◆ Directions ◆
The answer must be a single number: how many lines in the entries below contain the word "space".

╭─ Recorded data

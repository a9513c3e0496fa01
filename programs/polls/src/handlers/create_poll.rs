use anchor_lang::prelude::*;

use crate::{
    constants::*,
    state::{Poll, PollCreated, PollRegistry},
};

#[derive(Accounts)]
pub struct CreatePoll<'info> {
    #[account(mut)]
    pub creator: Signer<'info>,

    #[account(
        mut,
        seeds = [REGISTRY_SEED],
        bump = registry.bump,
    )]
    pub registry: Account<'info, PollRegistry>,

    #[account(
        init,
        payer = creator,
        space = 8 + Poll::INIT_SPACE,
        seeds = [POLL_SEED, registry.poll_count.saturating_add(1).to_le_bytes().as_ref()],
        bump,
    )]
    pub poll_acc: Account<'info, Poll>,

    pub system_program: Program<'info, System>,
}

/// Creates a new poll owned by the signer.
///
/// The poll receives the next sequential identifier, starts active, and holds
/// one zeroed counter per option in the order given. A rejected call
/// allocates nothing: the registry counter only advances when the whole
/// transaction commits.
///
/// # Arguments
/// * `title` - The poll question (max 64 bytes)
/// * `options` - Between 2 and 10 option descriptions (max 32 bytes each)
///
/// # Returns
/// The identifier of the new poll
pub fn open_poll(ctx: Context<CreatePoll>, title: String, options: Vec<String>) -> Result<u64> {
    let creator = ctx.accounts.creator.key();
    let poll_id = ctx.accounts.registry.next_poll_id()?;

    msg!("Creating poll {} with {} options", poll_id, options.len());

    ctx.accounts
        .poll_acc
        .open(poll_id, creator, title.clone(), options, ctx.bumps.poll_acc)?;
    ctx.accounts.registry.allocate()?;

    emit!(PollCreated {
        poll_id,
        title,
        creator,
    });

    Ok(poll_id)
}
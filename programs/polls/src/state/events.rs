use anchor_lang::prelude::*;

#[event]
pub struct PollCreated {
    pub poll_id: u64,
    pub title: String,
    pub creator: Pubkey,
}

#[event]
pub struct VoteCast {
    pub poll_id: u64,
    /// Index into the poll's options, in creation order
    pub option_index: u8,
    pub voter: Pubkey,
}

#[event]
pub struct PollEnded {
    pub poll_id: u64,
    pub closed_by: Pubkey,
}
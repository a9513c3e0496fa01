pub mod initialize;
pub use initialize::*;

pub mod create_poll;
pub use create_poll::*;

pub mod vote;
pub use vote::*;

pub mod end_poll;
pub use end_poll::*;

pub mod read_poll;
pub use read_poll::*;

pub mod get_all_polls;
pub use get_all_polls::*;
// PDA seeds
pub const REGISTRY_SEED: &[u8] = b"registry";
pub const POLL_SEED: &[u8] = b"poll";
pub const VOTER_SEED: &[u8] = b"voter";

// Poll shape. Account space is sized from these at creation, so the
// `max_len` attributes on `Poll` and `PollOption` must match.
pub const MIN_OPTIONS: usize = 2;
pub const MAX_OPTIONS: usize = 10;
pub const MAX_TITLE_LEN: usize = 64;
pub const MAX_OPTION_LEN: usize = 32;

/// Largest listing that fits in the 1024 bytes of Solana return data
/// with maximum-length titles.
pub const MAX_LISTING_PAGE: usize = 12;
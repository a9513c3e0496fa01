use anchor_lang::prelude::*;

#[error_code]
pub enum ErrorCode {
    #[msg("A poll needs between 2 and 10 options")]
    InvalidOptionCount,
    #[msg("Poll is closed or does not exist")]
    PollClosedOrMissing,
    #[msg("Already voted in this poll")]
    AlreadyVoted,
    #[msg("Invalid option index")]
    InvalidOption,
    #[msg("Poll is already closed")]
    AlreadyClosed,
    #[msg("Only the poll creator can end the poll")]
    NotAuthorized,
    #[msg("Poll title is too long")]
    TitleTooLong,
    #[msg("Option description is too long")]
    OptionTooLong,
    #[msg("Counter overflow")]
    CounterOverflow,
    #[msg("Too many polls requested in one listing")]
    ListingPageTooLarge,
    #[msg("Account is not the expected poll")]
    PollAccountMismatch,
}
use std::io::{self, BufRead, Write};
use tictactoe_engine::SessionRng;
use tictactoe_engine::games::tictactoe::TicTacToeGame;
use tictactoe_engine::log;

use crate::command::{Command, parse_command};
use crate::config::Config;
use crate::render::{describe_status, help_text, render_board};

pub struct ConsoleApp {
    game: TicTacToeGame,
    rng: SessionRng,
    config: Config,
}

impl ConsoleApp {
    pub fn new(config: Config, mut rng: SessionRng) -> Self {
        let game = TicTacToeGame::new(config.first_player, &mut rng);
        Self { game, rng, config }
    }

    pub fn game(&self) -> &TicTacToeGame {
        &self.game
    }

    /// Reads commands line by line until `quit` or end of input.
    pub fn run<R: BufRead, W: Write>(&mut self, input: R, output: &mut W) -> io::Result<()> {
        writeln!(output, "{}", help_text())?;
        self.draw(output)?;

        for line in input.lines() {
            let line = line?;
            let command = match parse_command(&line) {
                Ok(command) => command,
                Err(message) => {
                    writeln!(output, "{}", message)?;
                    continue;
                }
            };

            match command {
                Command::Quit => break,
                Command::Help => {
                    writeln!(output, "{}", help_text())?;
                    continue;
                }
                Command::Restart => {
                    self.game.restart(&mut self.rng);
                    log!("Game restarted, {:?} moves first", self.game.first_player());
                }
                Command::Place(pos) => match self.game.play_human_move(pos) {
                    Ok(status) if status.is_over() => {
                        log!("Game over after {} moves: {:?}", self.game.moves_played(), status);
                    }
                    Ok(_) => {}
                    Err(e) => {
                        writeln!(output, "{}", e)?;
                        continue;
                    }
                },
            }

            self.draw(output)?;
        }

        Ok(())
    }

    fn draw<W: Write>(&self, output: &mut W) -> io::Result<()> {
        write!(output, "\n{}", render_board(self.game.board(), &self.config.marks))?;
        writeln!(output, "{}", describe_status(&self.game))?;
        output.flush()
    }
}

#[cfg(test)]
mod tests {
    use super::*;
    use tictactoe_engine::games::tictactoe::{FirstPlayerMode, GameStatus, Player};

    fn run_with_input(config: Config, input: &str) -> (ConsoleApp, String) {
        tictactoe_engine::logger::init_logger(None, false);
        let mut app = ConsoleApp::new(config, SessionRng::new(11));
        let mut output = Vec::new();
        app.run(input.as_bytes(), &mut output).unwrap();
        (app, String::from_utf8(output).unwrap())
    }

    #[test]
    fn test_move_gets_computer_reply() {
        let (app, output) = run_with_input(Config::default(), "1 1\nq\n");

        assert_eq!(app.game().moves_played(), 2);
        assert!(output.contains("1 O . .\n2 . X .\n3 . . .\n"));
    }

    #[test]
    fn test_occupied_cell_message() {
        let (app, output) = run_with_input(Config::default(), "1\n5\nq\n");

        assert_eq!(app.game().moves_played(), 2);
        assert!(output.contains("Cell (1, 1) is already marked"));
    }

    #[test]
    fn test_unknown_command_is_reported_and_ignored() {
        let (app, output) = run_with_input(Config::default(), "jump\n");

        assert_eq!(app.game().moves_played(), 0);
        assert!(output.contains("Unknown command 'jump'"));
    }

    #[test]
    fn test_restart_after_loss() {
        let (app, output) = run_with_input(Config::default(), "1\n2\n4\nr\n");

        assert!(output.contains("Computer wins"));
        assert_eq!(app.game().status(), GameStatus::InProgress);
        assert_eq!(app.game().moves_played(), 0);
    }

    #[test]
    fn test_computer_first_config() {
        let config = Config { first_player: FirstPlayerMode::Computer, ..Config::default() };
        let (app, _) = run_with_input(config, "");

        assert_eq!(app.game().first_player(), Player::Computer);
        assert_eq!(app.game().moves_played(), 1);
    }
}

╰─

◆ Task response ◆
2